Нападение на религию и обрядность вообще (в том числе и на христианскую) здесь достаточно недвусмысленно. Оставшиеся в рукописи заметки Хемницера с полной очевидностью показывают, что острие его антиклерикализма направлено против всякого официального культа и в первую очередь против христианства. Характерна запись по поводу книги Боссюэ «Discours sur l’histoire universelle» — курса лекций, читанного Боссюэ для дофина: «Bossuet dit au Dauphin dans son disc<ours> sur l’hist<oire> univ<erselle>: „que vos ancêtres ont mis la plus grande gloire d’être les Pro-tecteurs de la religion chrétienne“. — Protecteurs de religion de Christ. La religion de Christ avoit donc besoin d’être protegée. — Beau trait satyrique quant à un autre. Tout a donc besoin de protecteurs!»[24].

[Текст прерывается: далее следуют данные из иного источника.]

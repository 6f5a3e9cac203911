//! Configuration management for the reverie application.
//!
//! This module handles loading and validating configuration settings from environment
//! variables, with sensible defaults. The loaded `Config` is passed explicitly into
//! the model clients and the dream store; nothing in the reflection pipeline reads
//! the environment on its own.
//!
//! # Environment Variables
//!
//! - `REVERIE_AI_MODE`: `relay` (default) or `direct`
//! - `REVERIE_RELAY_URL`: Relay endpoint used in relay mode
//! - `REVERIE_RELAY_TOKEN`: Bearer token shared by the caller and the relay
//! - `REVERIE_RELAY_ADDR`: Bind address for `reverie relay`
//! - `GEMINI_API_KEY`: Provider credential (direct mode and the relay server)
//! - `REVERIE_GEMINI_BASE_URL` / `REVERIE_GEMINI_MODEL`: Provider endpoint and model
//! - `REVERIE_DB`: Path to the dream database (defaults to ~/.local/share/reverie/dreams.db)
//! - `REVERIE_TIMEOUT_SECS`: Optional per-request timeout; requests never time out by default

use crate::constants::{
    DEFAULT_DB_PATH, DEFAULT_GEMINI_BASE_URL, DEFAULT_GEMINI_MODEL, DEFAULT_RELAY_ADDR,
    DEFAULT_RELAY_URL, ENV_VAR_AI_MODE, ENV_VAR_DB, ENV_VAR_GEMINI_API_KEY,
    ENV_VAR_GEMINI_BASE_URL, ENV_VAR_GEMINI_MODEL, ENV_VAR_RELAY_ADDR, ENV_VAR_RELAY_TOKEN,
    ENV_VAR_RELAY_URL, ENV_VAR_TIMEOUT_SECS, REDACTED_PLACEHOLDER,
};
use crate::errors::{AppError, AppResult};
use std::env;
use std::fmt;
use std::path::PathBuf;
use std::str::FromStr;
use std::time::Duration;

/// How the calling tier reaches the model.
#[derive(Debug, Clone, Copy, PartialEq, Eq, Default)]
pub enum AiMode {
    /// Through the credential-holding relay. The provider key never leaves the relay.
    #[default]
    Relay,
    /// Straight to the provider with a locally held key.
    Direct,
}

impl FromStr for AiMode {
    type Err = AppError;

    fn from_str(s: &str) -> Result<Self, Self::Err> {
        match s.trim().to_ascii_lowercase().as_str() {
            "relay" => Ok(AiMode::Relay),
            "direct" => Ok(AiMode::Direct),
            other => Err(AppError::Config(format!(
                "Unknown AI mode '{}'. Use 'relay' or 'direct'",
                other
            ))),
        }
    }
}

/// Settings for talking to the model provider directly.
#[derive(Clone)]
pub struct GeminiSettings {
    /// Provider base URL, without a trailing slash.
    pub base_url: String,
    /// Model name, e.g. "gemini-2.0-flash".
    pub model: String,
    /// Provider credential.
    pub api_key: String,
}

impl fmt::Debug for GeminiSettings {
    fn fmt(&self, f: &mut fmt::Formatter<'_>) -> fmt::Result {
        f.debug_struct("GeminiSettings")
            .field("base_url", &self.base_url)
            .field("model", &self.model)
            .field("api_key", &REDACTED_PLACEHOLDER)
            .finish()
    }
}

/// Settings for talking to the relay.
#[derive(Clone)]
pub struct RelaySettings {
    /// Full URL of the relay's generate endpoint.
    pub url: String,
    /// Optional bearer token.
    pub token: Option<String>,
}

impl fmt::Debug for RelaySettings {
    fn fmt(&self, f: &mut fmt::Formatter<'_>) -> fmt::Result {
        f.debug_struct("RelaySettings")
            .field("url", &self.url)
            .field("token", &self.token.as_ref().map(|_| REDACTED_PLACEHOLDER))
            .finish()
    }
}

/// Configuration for the reverie application.
///
/// # Examples
///
/// Creating a configuration manually:
/// ```
/// use reverie::Config;
/// use std::path::PathBuf;
///
/// let config = Config {
///     db_path: PathBuf::from("/tmp/dreams.db"),
///     ..Config::default()
/// };
/// assert!(config.validate().is_ok());
/// ```
///
/// Loading configuration from environment variables:
/// ```no_run
/// use reverie::Config;
///
/// let config = Config::load().expect("Failed to load configuration");
/// config.validate().expect("Invalid configuration");
/// ```
#[derive(Clone)]
pub struct Config {
    /// How the model is reached.
    pub ai_mode: AiMode,
    /// Relay endpoint for `{prompt}` requests.
    pub relay_url: String,
    /// Bearer token sent to (and, for the relay server, expected from) callers.
    pub relay_token: Option<String>,
    /// Bind address for the relay server.
    pub relay_addr: String,
    /// Provider credential. Required in direct mode and by the relay server.
    pub gemini_api_key: Option<String>,
    /// Provider base URL.
    pub gemini_base_url: String,
    /// Provider model name.
    pub gemini_model: String,
    /// Location of the dream database.
    pub db_path: PathBuf,
    /// Per-request timeout. `None` means requests wait as long as the connection does.
    pub request_timeout: Option<Duration>,
}

impl fmt::Debug for Config {
    fn fmt(&self, f: &mut fmt::Formatter<'_>) -> fmt::Result {
        f.debug_struct("Config")
            .field("ai_mode", &self.ai_mode)
            .field("relay_url", &self.relay_url)
            .field(
                "relay_token",
                &self.relay_token.as_ref().map(|_| REDACTED_PLACEHOLDER),
            )
            .field("relay_addr", &self.relay_addr)
            .field(
                "gemini_api_key",
                &self.gemini_api_key.as_ref().map(|_| REDACTED_PLACEHOLDER),
            )
            .field("gemini_base_url", &self.gemini_base_url)
            .field("gemini_model", &self.gemini_model)
            .field("db_path", &"[REDACTED_PATH]")
            .field("request_timeout", &self.request_timeout)
            .finish()
    }
}

impl Default for Config {
    /// Creates a new Config with default values and no credentials.
    fn default() -> Self {
        Config {
            ai_mode: AiMode::default(),
            relay_url: DEFAULT_RELAY_URL.to_string(),
            relay_token: None,
            relay_addr: DEFAULT_RELAY_ADDR.to_string(),
            gemini_api_key: None,
            gemini_base_url: DEFAULT_GEMINI_BASE_URL.to_string(),
            gemini_model: DEFAULT_GEMINI_MODEL.to_string(),
            db_path: PathBuf::from(""),
            request_timeout: None,
        }
    }
}

/// Reads an environment variable, treating an empty value as unset.
fn non_empty_var(key: &str) -> Option<String> {
    env::var(key)
        .ok()
        .map(|v| v.trim().to_string())
        .filter(|v| !v.is_empty())
}

impl Config {
    /// Loads configuration from environment variables with sensible defaults.
    ///
    /// The database path is expanded using `shellexpand` to handle `~` and
    /// environment variable references.
    ///
    /// # Errors
    ///
    /// Returns `AppError::Config` if:
    /// - `REVERIE_AI_MODE` is neither `relay` nor `direct`
    /// - `REVERIE_TIMEOUT_SECS` is not a positive integer
    /// - The database path expansion fails
    pub fn load() -> AppResult<Self> {
        let ai_mode = match non_empty_var(ENV_VAR_AI_MODE) {
            Some(raw) => raw.parse()?,
            None => AiMode::default(),
        };

        let request_timeout = match non_empty_var(ENV_VAR_TIMEOUT_SECS) {
            Some(raw) => Some(Self::parse_timeout(&raw)?),
            None => None,
        };

        let db_path_str = non_empty_var(ENV_VAR_DB).unwrap_or_else(|| DEFAULT_DB_PATH.to_string());
        let expanded_path = shellexpand::full(&db_path_str)
            .map_err(|e| AppError::Config(format!("Failed to expand path: {}", e)))?;

        let config = Config {
            ai_mode,
            relay_url: non_empty_var(ENV_VAR_RELAY_URL)
                .unwrap_or_else(|| DEFAULT_RELAY_URL.to_string()),
            relay_token: non_empty_var(ENV_VAR_RELAY_TOKEN),
            relay_addr: non_empty_var(ENV_VAR_RELAY_ADDR)
                .unwrap_or_else(|| DEFAULT_RELAY_ADDR.to_string()),
            gemini_api_key: non_empty_var(ENV_VAR_GEMINI_API_KEY),
            gemini_base_url: non_empty_var(ENV_VAR_GEMINI_BASE_URL)
                .unwrap_or_else(|| DEFAULT_GEMINI_BASE_URL.to_string()),
            gemini_model: non_empty_var(ENV_VAR_GEMINI_MODEL)
                .unwrap_or_else(|| DEFAULT_GEMINI_MODEL.to_string()),
            db_path: PathBuf::from(expanded_path.into_owned()),
            request_timeout,
        };

        Ok(config)
    }

    fn parse_timeout(raw: &str) -> AppResult<Duration> {
        match raw.parse::<u64>() {
            Ok(secs) if secs > 0 => Ok(Duration::from_secs(secs)),
            _ => Err(AppError::Config(format!(
                "{} must be a positive number of seconds, got '{}'",
                ENV_VAR_TIMEOUT_SECS, raw
            ))),
        }
    }

    fn validate_url(name: &str, url: &str) -> AppResult<()> {
        if !(url.starts_with("http://") || url.starts_with("https://")) {
            return Err(AppError::Config(format!(
                "{} must start with http:// or https://",
                name
            )));
        }
        Ok(())
    }

    /// Validates that the configuration is usable.
    ///
    /// # Errors
    ///
    /// Returns `AppError::Config` if:
    /// - The database path is empty or relative
    /// - The relay or provider URL is not an http(s) URL
    /// - Direct mode is selected without a provider credential
    ///
    /// # Examples
    ///
    /// ```
    /// use reverie::config::{AiMode, Config};
    /// use std::path::PathBuf;
    ///
    /// let config = Config {
    ///     ai_mode: AiMode::Direct,
    ///     db_path: PathBuf::from("/tmp/dreams.db"),
    ///     ..Config::default()
    /// };
    /// assert!(config.validate().is_err());
    /// ```
    pub fn validate(&self) -> AppResult<()> {
        if self.db_path.as_os_str().is_empty() {
            return Err(AppError::Config("Database path is empty".to_string()));
        }

        if !self.db_path.is_absolute() {
            return Err(AppError::Config(
                "Database path must be an absolute path".to_string(),
            ));
        }

        Self::validate_url(ENV_VAR_RELAY_URL, &self.relay_url)?;
        Self::validate_url(ENV_VAR_GEMINI_BASE_URL, &self.gemini_base_url)?;

        if self.ai_mode == AiMode::Direct && self.gemini_api_key.is_none() {
            return Err(AppError::Config(format!(
                "Direct mode requires {} to be set",
                ENV_VAR_GEMINI_API_KEY
            )));
        }

        Ok(())
    }

    /// Returns the settings for calling the provider directly.
    ///
    /// # Errors
    ///
    /// Returns `AppError::Config` if no provider credential is configured.
    pub fn gemini_settings(&self) -> AppResult<GeminiSettings> {
        let api_key = self.gemini_api_key.clone().ok_or_else(|| {
            AppError::Config(format!("{} is not set", ENV_VAR_GEMINI_API_KEY))
        })?;

        Ok(GeminiSettings {
            base_url: self.gemini_base_url.trim_end_matches('/').to_string(),
            model: self.gemini_model.clone(),
            api_key,
        })
    }

    /// Returns the settings for calling the relay.
    pub fn relay_settings(&self) -> RelaySettings {
        RelaySettings {
            url: self.relay_url.clone(),
            token: self.relay_token.clone(),
        }
    }
}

Далее Хемницер пишет: «Боже единый! боже всемогущий! долго ли еще человечеству быть ослепляему лжеучением религий, в столь разных видах ему представляемых! Да проповедуют только тебя единого все племена и языцы в равном понятии и да не делают зла друг другу. Изжени лжеучителей попов и со всеми законодателями лживых религий»[25]. Здесь явственно слышатся отзвуки «Трактата о трех обманщиках» и антицерковных выступлений Вольтера. В бумагах Хемницера сохранились наброски перевода «Орлеанской девственницы», внимание его привлекло начало поэмы и отдельные строки из песен I и XI, дающие ясное представление о точке зрения, с которой он читал поэму. Приводим наиболее существенные из набросков.

<1>

Не мое дело святых прославлять. Голос у меня слабый, да к тому же и немного на светскую стать; однако быть вам пропеть ту Жанну, которая, сказывают, превеликие чудеса наделала. Старанием ее девичьим рука укрепилась наших галлов, корень галльский и Карла доставила в способ увенчаться в земле на царство.

<Chant I, 1–8>.
<2> Не бойтесь, я именем Дионисий И ремеслом святой. <Puis il dit: «Ne faut vous effrayer: Je suis Denis, et saint de mon métier». <Chant I, 314–315>. <3> Кругом запахло святым. <Odeur de saint se sentait а la ronde. <Chant I, 345>. <4>

Георгий хоть без носа очутился, однако храбрость не потерял и в отмщение чести своего лица снес у Дионисия тотчас ту часть, которую в некоторый четверг Малх откроил какому-то из воинов[26].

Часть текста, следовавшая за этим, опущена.